Exercise brief:
Beneath this line is the data. Output exactly the lines from the line with "script it with a" to the line with "otherwise return None.", both ends included, and nothing more.

◆ ◆ ◆

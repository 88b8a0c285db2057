//! Chat-completions client.
//!
//! Every use case asks for a strict JSON object reply, so the seam is a
//! single JSON-mode call behind the `ChatApi` trait (tests script it with a
//! fake). Calls are instrumented and log model names and token usage, never
//! payload contents.
//!
//! NOTE: We never log the API key.

use std::time::Duration;

use async_trait::async_trait;
use reqwest::header::{AUTHORIZATION, CONTENT_TYPE, USER_AGENT};
use serde::de::DeserializeOwned;
use serde::{Deserialize, Serialize};
use tracing::{info, instrument};

use crate::error::AppError;

/// Which of the two configured models a call should use.
/// Fast is the cheap model for matching and hints; strong is the default
/// generator for challenges and curricula.
#[derive(Clone, Copy, Debug)]
pub enum ModelTier {
  Fast,
  Strong,
}

/// Reply of a completion call: the raw JSON text plus usage metadata needed
/// for cost logging.
#[derive(Clone, Debug)]
pub struct ChatOutcome {
  pub content: String,
  pub model: String,
  pub total_tokens: u32,
}

#[async_trait]
pub trait ChatApi: Send + Sync {
  /// JSON-mode chat completion: system + user message, sampling temperature,
  /// `response_format: json_object`.
  async fn chat_json(
    &self,
    tier: ModelTier,
    system: &str,
    user: &str,
    temperature: f32,
  ) -> Result<ChatOutcome, AppError>;
}

/// Parse completion content into a typed payload, or surface the explicit
/// invalid-payload variant.
pub fn decode_json<T: DeserializeOwned>(content: &str) -> Result<T, AppError> {
  serde_json::from_str::<T>(content).map_err(|e| AppError::ModelPayload(e.to_string()))
}

#[derive(Clone)]
pub struct OpenAI {
  pub client: reqwest::Client,
  pub api_key: String,
  pub base_url: String,
  pub fast_model: String,
  pub strong_model: String,
}

impl OpenAI {
  /// Construct the client if we find OPENAI_API_KEY; otherwise return None.
  pub fn from_env() -> Option<Self> {
    let api_key = std::env::var("OPENAI_API_KEY").ok()?;
    let base_url =
      std::env::var("OPENAI_BASE_URL").unwrap_or_else(|_| "https://api.openai.com/v1".into());
    let fast_model =
      std::env::var("OPENAI_FAST_MODEL").unwrap_or_else(|_| "gpt-3.5-turbo".into());
    let strong_model =
      std::env::var("OPENAI_STRONG_MODEL").unwrap_or_else(|_| "gpt-4o-mini".into());

    let client = reqwest::Client::builder()
      .timeout(Duration::from_secs(20))
      .build()
      .ok()?;

    Some(Self { client, api_key, base_url, fast_model, strong_model })
  }

  fn resolve(&self, tier: ModelTier) -> &str {
    match tier {
      ModelTier::Fast => &self.fast_model,
      ModelTier::Strong => &self.strong_model,
    }
  }
}

#[async_trait]
impl ChatApi for OpenAI {
  #[instrument(level = "info", skip(self, system, user), fields(tier = ?tier, model = %self.resolve(tier)))]
  async fn chat_json(
    &self,
    tier: ModelTier,
    system: &str,
    user: &str,
    temperature: f32,
  ) -> Result<ChatOutcome, AppError> {
    let model = self.resolve(tier).to_string();
    let url = format!("{}/chat/completions", self.base_url);
    let req = ChatCompletionRequest {
      model: model.clone(),
      messages: vec![
        ChatMessageReq { role: "system".into(), content: system.into() },
        ChatMessageReq { role: "user".into(), content: user.into() },
      ],
      temperature,
      response_format: Some(ResponseFormat { r#type: "json_object".into() }),
    };

    let res = self.client.post(&url)
      .header(USER_AGENT, "mathquest-backend/0.1")
      .header(CONTENT_TYPE, "application/json")
      .header(AUTHORIZATION, format!("Bearer {}", self.api_key))
      .json(&req).send().await.map_err(|e| AppError::Api(e.to_string()))?;

    if !res.status().is_success() {
      let status = res.status();
      let body = res.text().await.unwrap_or_default();
      let msg = extract_openai_error(&body).unwrap_or(body);
      return Err(AppError::Api(format!("OpenAI HTTP {}: {}", status, msg)));
    }

    let body: ChatCompletionResponse =
      res.json().await.map_err(|e| AppError::Api(e.to_string()))?;
    let total_tokens = body.usage.as_ref().and_then(|u| u.total_tokens).unwrap_or(0);
    if let Some(usage) = &body.usage {
      info!(prompt_tokens = ?usage.prompt_tokens, completion_tokens = ?usage.completion_tokens, total_tokens = ?usage.total_tokens, "OpenAI usage");
    }
    let content = body.choices.first()
      .and_then(|c| c.message.content.clone())
      .unwrap_or_default().trim().to_string();

    Ok(ChatOutcome { content, model, total_tokens })
  }
}

// --- Chat DTOs ---

#[derive(Serialize)]
struct ChatCompletionRequest {
  model: String,
  messages: Vec<ChatMessageReq>,
  temperature: f32,
  #[serde(skip_serializing_if = "Option::is_none")]
  response_format: Option<ResponseFormat>,
}
#[derive(Serialize)]
struct ChatMessageReq { role: String, content: String }
#[derive(Serialize)]
struct ResponseFormat { #[serde(rename = "type")] r#type: String }

#[derive(Deserialize)]
struct ChatCompletionResponse {
  choices: Vec<ChatChoice>,
  #[serde(default)] usage: Option<Usage>,
}
#[derive(Deserialize)]
struct ChatChoice { message: ChatMessageResp }
#[derive(Deserialize)]
struct ChatMessageResp { content: Option<String> }
#[derive(Deserialize)]
struct Usage {
  #[serde(default)] prompt_tokens: Option<u32>,
  #[serde(default)] completion_tokens: Option<u32>,
  #[serde(default)] total_tokens: Option<u32>,
}

/// Try to extract a clean error message from OpenAI error body.
fn extract_openai_error(body: &str) -> Option<String> {
  #[derive(Deserialize)]
  struct EWrap { error: EObj }
  #[derive(Deserialize)]
  struct EObj { message: String }
  match serde_json::from_str::<EWrap>(body) {
    Ok(w) => Some(w.error.message),
    Err(_) => None,
  }
}

#[cfg(test)]
mod tests {
  use super::*;
  use crate::domain::HintData;

  #[test]
  fn decode_json_surfaces_payload_errors() {
    let ok: Result<HintData, _> = decode_json(r#"{"hint": "try dividing"}"#);
    assert_eq!(ok.unwrap().hint, "try dividing");

    let bad: Result<HintData, _> = decode_json("here is your hint!");
    assert!(matches!(bad.unwrap_err(), AppError::ModelPayload(_)));
  }

  #[test]
  fn extract_openai_error_reads_message() {
    let body = r#"{"error": {"message": "Rate limit reached", "type": "requests"}}"#;
    assert_eq!(extract_openai_error(body).as_deref(), Some("Rate limit reached"));
    assert!(extract_openai_error("plain text").is_none());
  }
}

◆ ◆ ◆

Result of this task:
//! single JSON-mode call behind the `ChatApi` trait (tests script it with a
//! fake). Calls are instrumented and log model names and token usage, never
//! payload contents.
//!
//! NOTE: We never log the API key.

use std::time::Duration;

use async_trait::async_trait;
use reqwest::header::{AUTHORIZATION, CONTENT_TYPE, USER_AGENT};
use serde::de::DeserializeOwned;
use serde::{Deserialize, Serialize};
use tracing::{info, instrument};

use crate::error::AppError;

/// Which of the two configured models a call should use.
/// Fast is the cheap model for matching and hints; strong is the default
/// generator for challenges and curricula.
#[derive(Clone, Copy, Debug)]
pub enum ModelTier {
  Fast,
  Strong,
}

/// Reply of a completion call: the raw JSON text plus usage metadata needed
/// for cost logging.
#[derive(Clone, Debug)]
pub struct ChatOutcome {
  pub content: String,
  pub model: String,
  pub total_tokens: u32,
}

#[async_trait]
pub trait ChatApi: Send + Sync {
  /// JSON-mode chat completion: system + user message, sampling temperature,
  /// `response_format: json_object`.
  async fn chat_json(
    &self,
    tier: ModelTier,
    system: &str,
    user: &str,
    temperature: f32,
  ) -> Result<ChatOutcome, AppError>;
}

/// Parse completion content into a typed payload, or surface the explicit
/// invalid-payload variant.
pub fn decode_json<T: DeserializeOwned>(content: &str) -> Result<T, AppError> {
  serde_json::from_str::<T>(content).map_err(|e| AppError::ModelPayload(e.to_string()))
}

#[derive(Clone)]
pub struct OpenAI {
  pub client: reqwest::Client,
  pub api_key: String,
  pub base_url: String,
  pub fast_model: String,
  pub strong_model: String,
}

impl OpenAI {
  /// Construct the client if we find OPENAI_API_KEY; otherwise return None.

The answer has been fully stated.